The outward direction is how most people think of curiosity: deepening our understanding of other people and the world. We do this when asking questions on a date or learning something new on a podcast. This direction aids us with understanding cultures or systems, such as when we travel to another country or learn about economics. When we spend time and energy directing curiosity outward, we reduce the risk of clinging to a more individualistic mindset (such as the self-help trope that your only priority is showing up fully rather than considering how others feel). When we practice outward curiosity, we adopt a more collective and harmonic mindset that recognizes our inherent interconnectedness with each other and the planet.
“Curiosity has three directions: inward, outward, and the beyond.”
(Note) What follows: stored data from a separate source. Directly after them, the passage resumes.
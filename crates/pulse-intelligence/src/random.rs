// ABOUTME: Injectable randomness for the heart-rate generator
// ABOUTME: Wraps rand RNGs behind a small trait so tests can script exact draws
//
// SPDX-License-Identifier: MIT OR Apache-2.0
// Copyright (c) 2025 Pierre Fitness Intelligence

use rand::rngs::StdRng;
use rand::{Rng, SeedableRng};
use rand_chacha::ChaCha8Rng;
#[cfg(test)]
use std::collections::VecDeque;

/// Source of the random draws the generator needs
///
/// Implementations must be cheap to call once per tick. The generator draws in
/// a fixed order (noise, injection coin, arrhythmia kind, magnitude), which is
/// what scripted test sources rely on.
pub trait RandomSource {
    /// Uniform integer in `[low, high]`, both ends inclusive
    fn uniform_int(&mut self, low: i32, high: i32) -> i32;

    /// Uniform float in `[low, high)`
    fn uniform_f64(&mut self, low: f64, high: f64) -> f64;

    /// `true` with the given probability
    fn chance(&mut self, probability: f64) -> bool;

    /// Fair coin
    fn coin_flip(&mut self) -> bool {
        self.chance(0.5)
    }
}

/// [`RandomSource`] backed by any `rand` generator
#[derive(Debug, Clone)]
pub struct RngSource<R> {
    rng: R,
}

impl<R: Rng> RngSource<R> {
    /// Wrap an existing generator
    #[must_use]
    pub const fn new(rng: R) -> Self {
        Self { rng }
    }
}

impl RngSource<ChaCha8Rng> {
    /// Deterministic source for reproducible sessions
    #[must_use]
    pub fn seeded(seed: u64) -> Self {
        Self::new(ChaCha8Rng::seed_from_u64(seed))
    }
}

impl RngSource<StdRng> {
    /// Source seeded from operating system entropy
    #[must_use]
    pub fn from_entropy() -> Self {
        Self::new(StdRng::from_entropy())
    }
}

impl<R: Rng> RandomSource for RngSource<R> {
    fn uniform_int(&mut self, low: i32, high: i32) -> i32 {
        if low >= high {
            return low;
        }
        self.rng.gen_range(low..=high)
    }

    fn uniform_f64(&mut self, low: f64, high: f64) -> f64 {
        if low >= high {
            return low;
        }
        self.rng.gen_range(low..high)
    }

    fn chance(&mut self, probability: f64) -> bool {
        self.rng.gen_bool(probability.clamp(0.0, 1.0))
    }

    fn coin_flip(&mut self) -> bool {
        self.rng.gen_bool(0.5)
    }
}

/// Scripted draws for exact-sequence tests
#[cfg(test)]
#[derive(Debug, Default)]
pub(crate) struct ScriptedSource {
    ints: VecDeque<i32>,
    floats: VecDeque<f64>,
    flags: VecDeque<bool>,
}

#[cfg(test)]
impl ScriptedSource {
    pub(crate) fn new(ints: &[i32], floats: &[f64], flags: &[bool]) -> Self {
        Self {
            ints: ints.iter().copied().collect(),
            floats: floats.iter().copied().collect(),
            flags: flags.iter().copied().collect(),
        }
    }

    pub(crate) fn is_exhausted(&self) -> bool {
        self.ints.is_empty() && self.floats.is_empty() && self.flags.is_empty()
    }
}

#[cfg(test)]
impl RandomSource for ScriptedSource {
    fn uniform_int(&mut self, low: i32, high: i32) -> i32 {
        let value = self.ints.pop_front().expect("scripted int exhausted");
        assert!((low..=high).contains(&value), "{value} outside [{low}, {high}]");
        value
    }

    fn uniform_f64(&mut self, low: f64, high: f64) -> f64 {
        let value = self.floats.pop_front().expect("scripted float exhausted");
        assert!((low..high).contains(&value), "{value} outside [{low}, {high})");
        value
    }

    fn chance(&mut self, _probability: f64) -> bool {
        self.flags.pop_front().expect("scripted flag exhausted")
    }
}

#[cfg(test)]
mod tests {
    use super::*;

    #[test]
    fn test_seeded_sources_are_reproducible() {
        let mut a = RngSource::seeded(42);
        let mut b = RngSource::seeded(42);
        for _ in 0..100 {
            assert_eq!(a.uniform_int(60, 75), b.uniform_int(60, 75));
            assert!((a.uniform_f64(-2.0, 2.0) - b.uniform_f64(-2.0, 2.0)).abs() < f64::EPSILON);
        }
    }

    #[test]
    fn test_ranges_are_respected() {
        let mut source = RngSource::seeded(7);
        for _ in 0..1_000 {
            let n = source.uniform_int(30, 50);
            assert!((30..=50).contains(&n));
            let x = source.uniform_f64(-2.0, 2.0);
            assert!((-2.0..2.0).contains(&x));
        }
    }

    #[test]
    fn test_degenerate_ranges_return_low() {
        let mut source = RngSource::seeded(1);
        assert_eq!(source.uniform_int(70, 70), 70);
        assert_eq!(source.uniform_int(80, 70), 80);
        assert!((source.uniform_f64(1.5, 1.5) - 1.5).abs() < f64::EPSILON);
    }

    #[test]
    fn test_chance_extremes() {
        let mut source = RngSource::seeded(3);
        assert!((0..100).all(|_| !source.chance(0.0)));
        assert!((0..100).all(|_| source.chance(1.0)));
        assert!(!source.chance(-1.0));
    }
}
// ABOUTME: Route module organization for the wellness heart-rate endpoints
// ABOUTME: Groups health, REST heart-rate, and live WebSocket stream routes
//
// SPDX-License-Identifier: MIT OR Apache-2.0
// Copyright (c) 2025 Pierre Fitness Intelligence

//! Each domain module contains only route definitions and thin handlers that
//! delegate to the database managers and services.

/// Health check and readiness routes
pub mod health;
/// Heart-rate simulation, recording, history, and anomaly routes
pub mod heart_rate;
/// Live heart-rate WebSocket stream
pub mod websocket;

pub use health::HealthRoutes;
pub use heart_rate::HeartRateRoutes;
pub use websocket::HeartRateStreamRoutes;
// ABOUTME: SQLite database connection, schema migrations, and manager accessors
// ABOUTME: Owns the sqlx pool shared by the heart-rate and anomaly managers
//
// SPDX-License-Identifier: MIT OR Apache-2.0
// Copyright (c) 2025 Pierre Fitness Intelligence

//! # Database Management
//!
//! Stores raw heart-rate readings and detected anomalies per user. Timestamps
//! are persisted as fixed-width RFC 3339 strings (microsecond precision, `Z`
//! suffix) so lexical order in SQL equals chronological order.

mod anomalies;
mod heart_rate;
mod repository;

pub use anomalies::{AnomalyManager, NewAnomaly, StoredAnomaly};
pub use heart_rate::{HeartRateManager, StoredReading};
pub use repository::{HeartRateRepository, SqliteHeartRateRepository};

use crate::errors::{AppError, AppResult, DatabaseError};
use chrono::{DateTime, SecondsFormat, Utc};
use sqlx::sqlite::{SqliteConnectOptions, SqlitePoolOptions};
use sqlx::SqlitePool;
use std::fs;
use std::path::Path;
use std::str::FromStr;
use tracing::{debug, info};

/// Database handle for heart-rate storage
#[derive(Clone)]
pub struct Database {
    pool: SqlitePool,
}

impl Database {
    /// Connect to `database_url` and run migrations
    ///
    /// File databases are created when missing, including their parent
    /// directory. In-memory databases use a single long-lived connection so
    /// every query sees the same data.
    ///
    /// # Errors
    ///
    /// Returns an error if the connection or a migration fails
    pub async fn new(database_url: &str) -> AppResult<Self> {
        let in_memory = database_url.contains(":memory:");
        if !in_memory {
            ensure_parent_dir(database_url)?;
        }

        let options = SqliteConnectOptions::from_str(database_url)
            .map_err(|e| DatabaseError::ConnectionError {
                context: format!("Invalid database URL '{database_url}': {e}"),
            })?
            .create_if_missing(true);

        let pool_options = if in_memory {
            SqlitePoolOptions::new()
                .max_connections(1)
                .idle_timeout(None)
                .max_lifetime(None)
        } else {
            SqlitePoolOptions::new().max_connections(5)
        };

        let pool = pool_options
            .connect_with(options)
            .await
            .map_err(|e| DatabaseError::ConnectionError {
                context: format!("Failed to connect to {database_url}: {e}"),
            })?;

        let db = Self { pool };
        db.migrate().await?;
        info!(database_url, "Database initialized");
        Ok(db)
    }

    /// Get a reference to the database pool for advanced operations
    #[must_use]
    pub const fn pool(&self) -> &SqlitePool {
        &self.pool
    }

    /// Heart-rate reading operations
    #[must_use]
    pub fn heart_rate(&self) -> HeartRateManager {
        HeartRateManager::new(self.pool.clone())
    }

    /// Stored anomaly operations
    #[must_use]
    pub fn anomalies(&self) -> AnomalyManager {
        AnomalyManager::new(self.pool.clone())
    }

    /// Run database migrations
    ///
    /// # Errors
    ///
    /// Returns an error if any table or index cannot be created
    pub async fn migrate(&self) -> AppResult<()> {
        self.create_heart_rate_readings_table().await?;
        self.create_anomalies_table().await?;
        self.create_indexes().await?;
        debug!("Heart-rate schema migrated");
        Ok(())
    }

    /// Create `heart_rate_readings` table
    async fn create_heart_rate_readings_table(&self) -> AppResult<()> {
        sqlx::query(
            r"
            CREATE TABLE IF NOT EXISTS heart_rate_readings (
                id INTEGER PRIMARY KEY AUTOINCREMENT,
                user_id TEXT NOT NULL,
                bpm INTEGER NOT NULL,
                timestamp TEXT NOT NULL,
                activity TEXT,
                created_at TEXT NOT NULL
            )
            ",
        )
        .execute(&self.pool)
        .await
        .map_err(|e| migration_error("heart_rate_readings", &e))?;
        Ok(())
    }

    /// Create `anomalies` table
    async fn create_anomalies_table(&self) -> AppResult<()> {
        sqlx::query(
            r"
            CREATE TABLE IF NOT EXISTS anomalies (
                id INTEGER PRIMARY KEY AUTOINCREMENT,
                user_id TEXT NOT NULL,
                type TEXT NOT NULL,
                message TEXT NOT NULL,
                severity TEXT NOT NULL DEFAULT 'medium',
                timestamp TEXT NOT NULL,
                bpm INTEGER,
                z_score REAL,
                reading_timestamp TEXT,
                dedup_key TEXT
            )
            ",
        )
        .execute(&self.pool)
        .await
        .map_err(|e| migration_error("anomalies", &e))?;
        self.add_anomalies_dedup_key_column().await
    }

    /// Add `anomalies.dedup_key` to databases created before it existed
    async fn add_anomalies_dedup_key_column(&self) -> AppResult<()> {
        let columns: Vec<String> =
            sqlx::query_scalar("SELECT name FROM pragma_table_info('anomalies')")
                .fetch_all(&self.pool)
                .await
                .map_err(|e| migration_error("anomalies.dedup_key", &e))?;

        if !columns.iter().any(|name| name == "dedup_key") {
            sqlx::query("ALTER TABLE anomalies ADD COLUMN dedup_key TEXT")
                .execute(&self.pool)
                .await
                .map_err(|e| migration_error("anomalies.dedup_key", &e))?;
        }
        Ok(())
    }

    async fn create_indexes(&self) -> AppResult<()> {
        for statement in [
            r"
            CREATE INDEX IF NOT EXISTS idx_heart_rate_user_time
            ON heart_rate_readings(user_id, timestamp DESC)
            ",
            r"
            CREATE INDEX IF NOT EXISTS idx_anomalies_user_type
            ON anomalies(user_id, type, reading_timestamp)
            ",
            r"
            CREATE UNIQUE INDEX IF NOT EXISTS idx_anomalies_dedup
            ON anomalies(user_id, type, dedup_key)
            WHERE dedup_key IS NOT NULL
            ",
        ] {
            sqlx::query(statement)
                .execute(&self.pool)
                .await
                .map_err(|e| migration_error("indexes", &e))?;
        }
        Ok(())
    }
}

fn migration_error(step: &str, error: &sqlx::Error) -> AppError {
    DatabaseError::MigrationError {
        context: format!("{step}: {error}"),
    }
    .into()
}

fn ensure_parent_dir(database_url: &str) -> AppResult<()> {
    let path_str = database_url
        .strip_prefix("sqlite:")
        .unwrap_or(database_url)
        .split('?')
        .next()
        .unwrap_or_default();
    let path_str = path_str.strip_prefix("//").unwrap_or(path_str);

    if let Some(parent) = Path::new(path_str).parent() {
        if !parent.as_os_str().is_empty() && !parent.exists() {
            fs::create_dir_all(parent).map_err(|e| {
                AppError::database(format!(
                    "Failed to create database directory {}: {e}",
                    parent.display()
                ))
            })?;
        }
    }
    Ok(())
}

/// Fixed-width storage representation of a timestamp
#[must_use]
pub fn format_timestamp(timestamp: &DateTime<Utc>) -> String {
    timestamp.to_rfc3339_opts(SecondsFormat::Micros, true)
}

/// Parse a stored timestamp
///
/// # Errors
///
/// Returns an error if the column does not hold RFC 3339 text
pub fn parse_timestamp(raw: &str) -> AppResult<DateTime<Utc>> {
    DateTime::parse_from_rfc3339(raw)
        .map(|dt| dt.with_timezone(&Utc))
        .map_err(|e| AppError::internal(format!("Invalid datetime '{raw}': {e}")))
}
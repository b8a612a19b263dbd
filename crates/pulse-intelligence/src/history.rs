// ABOUTME: Activity phase plans and bulk heart-rate history generation
// ABOUTME: Drives a generator through timed phases to backfill or simulate a session
//
// SPDX-License-Identifier: MIT OR Apache-2.0
// Copyright (c) 2025 Pierre Fitness Intelligence

use crate::generator::HeartRateGenerator;
use crate::random::RandomSource;
use chrono::{DateTime, Duration, Utc};
use pulse_core::models::{ActivityLevel, HeartRateReading};
use serde::{Deserialize, Serialize};

/// One timed segment of a simulated session
#[derive(Debug, Clone, Copy, PartialEq, Eq, Serialize, Deserialize)]
pub struct ActivityPhase {
    /// Activity for the segment
    pub activity: ActivityLevel,
    /// Number of generator ticks in the segment
    pub duration_ticks: u32,
}

impl ActivityPhase {
    /// Create a phase
    #[must_use]
    pub const fn new(activity: ActivityLevel, duration_ticks: u32) -> Self {
        Self {
            activity,
            duration_ticks,
        }
    }
}

/// Ordered list of activity phases
#[derive(Debug, Clone, Default, PartialEq, Eq, Serialize, Deserialize)]
pub struct PhasePlan {
    phases: Vec<ActivityPhase>,
}

impl PhasePlan {
    /// Plan from explicit phases
    #[must_use]
    pub const fn new(phases: Vec<ActivityPhase>) -> Self {
        Self { phases }
    }

    /// One-hour workout: rest, walk, jog, cool down, rest
    #[must_use]
    pub fn standard_session() -> Self {
        Self::new(vec![
            ActivityPhase::new(ActivityLevel::Resting, 600),
            ActivityPhase::new(ActivityLevel::Walking, 900),
            ActivityPhase::new(ActivityLevel::Jogging, 1200),
            ActivityPhase::new(ActivityLevel::Cooldown, 600),
            ActivityPhase::new(ActivityLevel::Resting, 300),
        ])
    }

    /// Phases in order
    #[must_use]
    pub fn phases(&self) -> &[ActivityPhase] {
        &self.phases
    }

    /// Sum of all phase durations
    #[must_use]
    pub fn total_ticks(&self) -> u64 {
        self.phases.iter().map(|p| u64::from(p.duration_ticks)).sum()
    }

    /// Whether the plan produces no readings
    #[must_use]
    pub fn is_empty(&self) -> bool {
        self.total_ticks() == 0
    }

    /// Rescale phase durations so they sum to `total_ticks`
    ///
    /// Durations stay proportional to the original plan. Every phase keeps at
    /// least one tick and the final phase absorbs rounding. When `total_ticks`
    /// is smaller than the number of phases, only the leading phases survive
    /// with one tick each.
    #[must_use]
    pub fn scaled_to(&self, total_ticks: u32) -> Self {
        let current = self.total_ticks();
        if current == 0 || total_ticks == 0 {
            return Self::default();
        }
        if u64::from(total_ticks) == current {
            return self.clone();
        }

        let target = total_ticks as usize;
        if target <= self.phases.len() {
            return Self::new(
                self.phases
                    .iter()
                    .take(target)
                    .map(|p| ActivityPhase::new(p.activity, 1))
                    .collect(),
            );
        }

        let count = self.phases.len();
        let mut remaining = u64::from(total_ticks);
        let mut scaled = Vec::with_capacity(count);
        for (index, phase) in self.phases.iter().enumerate() {
            let still_to_fill = (count - index - 1) as u64;
            let ticks = if still_to_fill == 0 {
                remaining
            } else {
                let proportional =
                    u64::from(phase.duration_ticks) * u64::from(total_ticks) / current;
                proportional.max(1).min(remaining - still_to_fill)
            };
            remaining -= ticks;
            scaled.push(ActivityPhase::new(phase.activity, ticks as u32));
        }
        Self::new(scaled)
    }
}

/// Run `generator` through every phase of `plan`
///
/// Each phase starts with an activity transition, then emits one reading per
/// tick labelled with that activity. Timestamps start at `start` and advance by
/// `interval`.
pub fn generate_history<R: RandomSource>(
    generator: &mut HeartRateGenerator<R>,
    plan: &PhasePlan,
    start: DateTime<Utc>,
    interval: Duration,
) -> Vec<HeartRateReading> {
    let mut readings = Vec::with_capacity(plan.total_ticks() as usize);
    let mut timestamp = start;

    for phase in plan.phases() {
        generator.transition_activity(phase.activity);
        for _ in 0..phase.duration_ticks {
            readings.push(
                HeartRateReading::new(generator.next_value(), timestamp)
                    .with_activity(phase.activity),
            );
            timestamp += interval;
        }
    }

    readings
}
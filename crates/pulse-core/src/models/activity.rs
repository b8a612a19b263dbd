// ABOUTME: Activity level enumeration driving the heart-rate resting point
// ABOUTME: Parses free-form labels with graceful fallback for unrecognized activities
//
// SPDX-License-Identifier: MIT OR Apache-2.0
// Copyright (c) 2025 Pierre Fitness Intelligence

use serde::{Deserialize, Serialize};
use std::fmt;

/// Physical exertion state of a simulated subject
#[derive(Debug, Clone, Copy, PartialEq, Eq, Hash, Serialize, Deserialize, Default)]
#[serde(rename_all = "snake_case")]
pub enum ActivityLevel {
    /// At rest
    #[default]
    Resting,
    /// Walking pace
    Walking,
    /// Easy running
    Jogging,
    /// Hard running
    Running,
    /// Post-exercise recovery
    Cooldown,
    /// Any label outside the known set
    #[serde(other)]
    Unknown,
}

impl ActivityLevel {
    /// Every recognized activity, in session order
    pub const KNOWN: [Self; 5] = [
        Self::Resting,
        Self::Walking,
        Self::Jogging,
        Self::Running,
        Self::Cooldown,
    ];

    /// Convert to database string representation
    #[must_use]
    pub const fn as_str(&self) -> &'static str {
        match self {
            Self::Resting => "resting",
            Self::Walking => "walking",
            Self::Jogging => "jogging",
            Self::Running => "running",
            Self::Cooldown => "cooldown",
            Self::Unknown => "unknown",
        }
    }

    /// Parse from a free-form label
    #[must_use]
    pub fn parse(s: &str) -> Self {
        match s.trim().to_lowercase().as_str() {
            "resting" => Self::Resting,
            "walking" => Self::Walking,
            "jogging" => Self::Jogging,
            "running" => Self::Running,
            "cooldown" => Self::Cooldown,
            // Unrecognized labels fall back to the default base rate downstream
            _ => Self::Unknown,
        }
    }
}

impl fmt::Display for ActivityLevel {
    fn fmt(&self, f: &mut fmt::Formatter<'_>) -> fmt::Result {
        f.write_str(self.as_str())
    }
}
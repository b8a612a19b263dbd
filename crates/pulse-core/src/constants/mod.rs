// ABOUTME: System-wide constants for the heart-rate pipeline and service defaults
// ABOUTME: Physiological bounds, signal shape parameters, detector thresholds, and ports
//
// SPDX-License-Identifier: MIT OR Apache-2.0
// Copyright (c) 2025 Pierre Fitness Intelligence

//! # Constants Module
//!
//! Hardcoded constants grouped by domain. Values that operators may tune live in
//! the server's environment configuration; the ones here are fixed properties of
//! the signal model and the detector.

/// Heart-rate signal model constants
pub mod heart_rate {
    /// Lowest value the generator ever emits
    pub const MIN_BPM: i32 = 40;
    /// Highest value the generator ever emits
    pub const MAX_BPM: i32 = 200;
    /// Base rate used when an activity has no configured range
    pub const FALLBACK_BASE_RATE: i32 = 70;

    /// Amplitude of the slow sinusoidal component in bpm
    pub const WAVE_AMPLITUDE: f64 = 3.0;
    /// Tick count is divided by this before taking the sine
    pub const WAVE_TICK_DIVISOR: f64 = 10.0;
    /// Measurement noise is drawn from `[-NOISE_BOUND, NOISE_BOUND)`
    pub const NOISE_BOUND: f64 = 2.0;

    /// Per-tick probability of an injected arrhythmia
    pub const INJECTION_PROBABILITY: f64 = 0.20;
    /// Tachycardia spike added to the reading (inclusive)
    pub const TACHYCARDIA_SPIKE: (i32, i32) = (40, 70);
    /// Bradycardia drop subtracted from the reading (inclusive)
    pub const BRADYCARDIA_DROP: (i32, i32) = (30, 50);

    /// Lowest value accepted from a manually recorded reading
    pub const MIN_RECORDABLE_BPM: i32 = 20;
    /// Highest value accepted from a manually recorded reading
    pub const MAX_RECORDABLE_BPM: i32 = 250;
}

/// Statistical anomaly detector constants
pub mod anomaly {
    /// Fewer samples than this yield no anomalies
    pub const MIN_SAMPLE_SIZE: usize = 50;
    /// Readings with |z| above this are flagged
    pub const Z_SCORE_THRESHOLD: f64 = 2.5;
    /// Flagged readings with |z| above this are high severity
    pub const HIGH_SEVERITY_Z_SCORE: f64 = 3.0;
    /// Anomaly type stored for heart-rate detections
    pub const HEART_RATE_ANOMALY_TYPE: &str = "heart_rate";
}

/// Default values for environment-driven configuration
pub mod defaults {
    /// HTTP API port
    pub const HTTP_PORT: u16 = 8081;
    /// `SQLite` database location
    pub const DATABASE_URL: &str = "sqlite:./data/wellness.db";
    /// Delay between streamed readings
    pub const STREAM_INTERVAL_MS: u64 = 1000;
    /// Readings returned by the history endpoint
    pub const HISTORY_LIMIT: u32 = 100;
    /// Readings considered by an anomaly scan
    pub const ANOMALY_SCAN_LIMIT: u32 = 5000;
    /// Below this many stored readings a scan runs on simulated data
    pub const SIMULATION_FALLBACK_MIN: u32 = 10;
    /// Length of the simulated session used by the fallback scan
    pub const SIMULATION_FALLBACK_TICKS: u32 = 1800;
    /// Upper bound for simulated or backfilled sessions
    pub const MAX_SIMULATION_SECONDS: u32 = 86_400;
}

/// Service identifiers used in logs and health responses
pub mod service_names {
    /// Main server binary
    pub const WELLNESS_PULSE_SERVER: &str = "wellness-pulse-server";
}
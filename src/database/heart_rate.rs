// ABOUTME: Database operations for raw heart-rate readings
// ABOUTME: Insert single readings or transactional batches, list newest first, count per user
//
// SPDX-License-Identifier: MIT OR Apache-2.0
// Copyright (c) 2025 Pierre Fitness Intelligence

use super::{format_timestamp, parse_timestamp};
use crate::errors::{AppError, AppResult};
use crate::logging::AppLogger;
use chrono::{DateTime, Utc};
use pulse_core::models::{ActivityLevel, BpmSample, HeartRateReading};
use serde::{Deserialize, Serialize};
use sqlx::{sqlite::SqliteRow, Row, SqlitePool};
use std::time::Instant;

/// A persisted heart-rate reading
#[derive(Debug, Clone, PartialEq, Eq, Serialize, Deserialize)]
pub struct StoredReading {
    /// Row identifier
    pub id: i64,
    /// Owner of the reading
    pub user_id: String,
    /// Beats per minute
    pub bpm: i32,
    /// When the reading was taken
    pub timestamp: DateTime<Utc>,
    /// Producing activity, when known
    #[serde(default, skip_serializing_if = "Option::is_none")]
    pub activity: Option<ActivityLevel>,
}

impl BpmSample for StoredReading {
    fn bpm(&self) -> i32 {
        self.bpm
    }
}

impl From<StoredReading> for HeartRateReading {
    fn from(stored: StoredReading) -> Self {
        Self {
            bpm: stored.bpm,
            timestamp: stored.timestamp,
            activity: stored.activity,
        }
    }
}

/// Heart-rate reading manager
pub struct HeartRateManager {
    pool: SqlitePool,
}

impl HeartRateManager {
    /// Create a new heart-rate manager
    #[must_use]
    pub const fn new(pool: SqlitePool) -> Self {
        Self { pool }
    }

    /// Store one reading
    ///
    /// # Errors
    ///
    /// Returns an error if the insert fails
    pub async fn record_reading(
        &self,
        user_id: &str,
        reading: &HeartRateReading,
    ) -> AppResult<StoredReading> {
        let result = sqlx::query(
            r"
            INSERT INTO heart_rate_readings (user_id, bpm, timestamp, activity, created_at)
            VALUES ($1, $2, $3, $4, $5)
            ",
        )
        .bind(user_id)
        .bind(reading.bpm)
        .bind(format_timestamp(&reading.timestamp))
        .bind(reading.activity.as_ref().map(ActivityLevel::as_str))
        .bind(format_timestamp(&Utc::now()))
        .execute(&self.pool)
        .await
        .map_err(|e| AppError::database(format!("Failed to record heart-rate reading: {e}")))?;

        Ok(StoredReading {
            id: result.last_insert_rowid(),
            user_id: user_id.to_owned(),
            bpm: reading.bpm,
            timestamp: reading.timestamp,
            activity: reading.activity,
        })
    }

    /// Store a batch of readings in one transaction
    ///
    /// Either every reading is stored or none are.
    ///
    /// # Errors
    ///
    /// Returns an error if the transaction cannot be opened, any insert fails,
    /// or the commit fails
    pub async fn record_readings(
        &self,
        user_id: &str,
        readings: &[HeartRateReading],
    ) -> AppResult<u64> {
        let started = Instant::now();
        let created_at = format_timestamp(&Utc::now());

        let mut tx = self
            .pool
            .begin()
            .await
            .map_err(|e| AppError::database(format!("Failed to begin transaction: {e}")))?;

        for reading in readings {
            sqlx::query(
                r"
                INSERT INTO heart_rate_readings (user_id, bpm, timestamp, activity, created_at)
                VALUES ($1, $2, $3, $4, $5)
                ",
            )
            .bind(user_id)
            .bind(reading.bpm)
            .bind(format_timestamp(&reading.timestamp))
            .bind(reading.activity.as_ref().map(ActivityLevel::as_str))
            .bind(&created_at)
            .execute(&mut *tx)
            .await
            .map_err(|e| AppError::database(format!("Failed to record heart-rate batch: {e}")))?;
        }

        tx.commit()
            .await
            .map_err(|e| AppError::database(format!("Failed to commit heart-rate batch: {e}")))?;

        AppLogger::log_database_operation(
            "insert_batch",
            "heart_rate_readings",
            true,
            started.elapsed().as_millis() as u64,
        );
        Ok(readings.len() as u64)
    }

    /// Most recent readings for a user, newest first
    ///
    /// # Errors
    ///
    /// Returns an error if the query fails or a row holds a malformed timestamp
    pub async fn recent_readings(
        &self,
        user_id: &str,
        limit: u32,
    ) -> AppResult<Vec<StoredReading>> {
        let rows = sqlx::query(
            r"
            SELECT id, user_id, bpm, timestamp, activity
            FROM heart_rate_readings
            WHERE user_id = $1
            ORDER BY timestamp DESC, id DESC
            LIMIT $2
            ",
        )
        .bind(user_id)
        .bind(i64::from(limit))
        .fetch_all(&self.pool)
        .await
        .map_err(|e| AppError::database(format!("Failed to list heart-rate readings: {e}")))?;

        rows.iter().map(row_to_reading).collect()
    }

    /// Number of stored readings for a user
    ///
    /// # Errors
    ///
    /// Returns an error if the query fails
    pub async fn count_readings(&self, user_id: &str) -> AppResult<u64> {
        let count: i64 =
            sqlx::query_scalar("SELECT COUNT(*) FROM heart_rate_readings WHERE user_id = $1")
                .bind(user_id)
                .fetch_one(&self.pool)
                .await
                .map_err(|e| {
                    AppError::database(format!("Failed to count heart-rate readings: {e}"))
                })?;

        Ok(u64::try_from(count).unwrap_or(0))
    }

    /// Remove every reading for a user
    ///
    /// # Errors
    ///
    /// Returns an error if the delete fails
    pub async fn delete_readings(&self, user_id: &str) -> AppResult<u64> {
        let result = sqlx::query("DELETE FROM heart_rate_readings WHERE user_id = $1")
            .bind(user_id)
            .execute(&self.pool)
            .await
            .map_err(|e| AppError::database(format!("Failed to delete heart-rate readings: {e}")))?;

        Ok(result.rows_affected())
    }
}

fn row_to_reading(row: &SqliteRow) -> AppResult<StoredReading> {
    let timestamp_str: String = row.get("timestamp");
    let activity: Option<String> = row.get("activity");

    Ok(StoredReading {
        id: row.get("id"),
        user_id: row.get("user_id"),
        bpm: row.get("bpm"),
        timestamp: parse_timestamp(&timestamp_str)?,
        activity: activity.as_deref().map(ActivityLevel::parse),
    })
}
Directing curiosity toward the beyond might take on a religious connotation for some, as they seek to understand God, divinity, or their spiritual beliefs. You can still use your curiosity in this direction if you’re not religious. It might look like exploring life’s meaning, such as asking yourself: What does it mean to be human? What is consciousness? What will my legacy be when I die? Exploring the beyond might even involve those who are no longer with us in the physical realm, such as those who came before us (our ancestors) or who will come after (seven generations from now). The beyond is a direction of the soul, pushing us to ask questions like: How do we make meaning? What kind of world will the children of today inherit thirty years from now? What does it mean to live soulfully?
4. Curiosity is a muscle.
Curiosity is something we can all strengthen—like a muscle. I developed a framework called “DIVE” to help readers create space for deep curiosity in their day-to-day lives. The “DIVE” model is an acronym that stands for Detach, Intend, Value, and Embrace. These four distinct elements are essential to creating space for deep curiosity.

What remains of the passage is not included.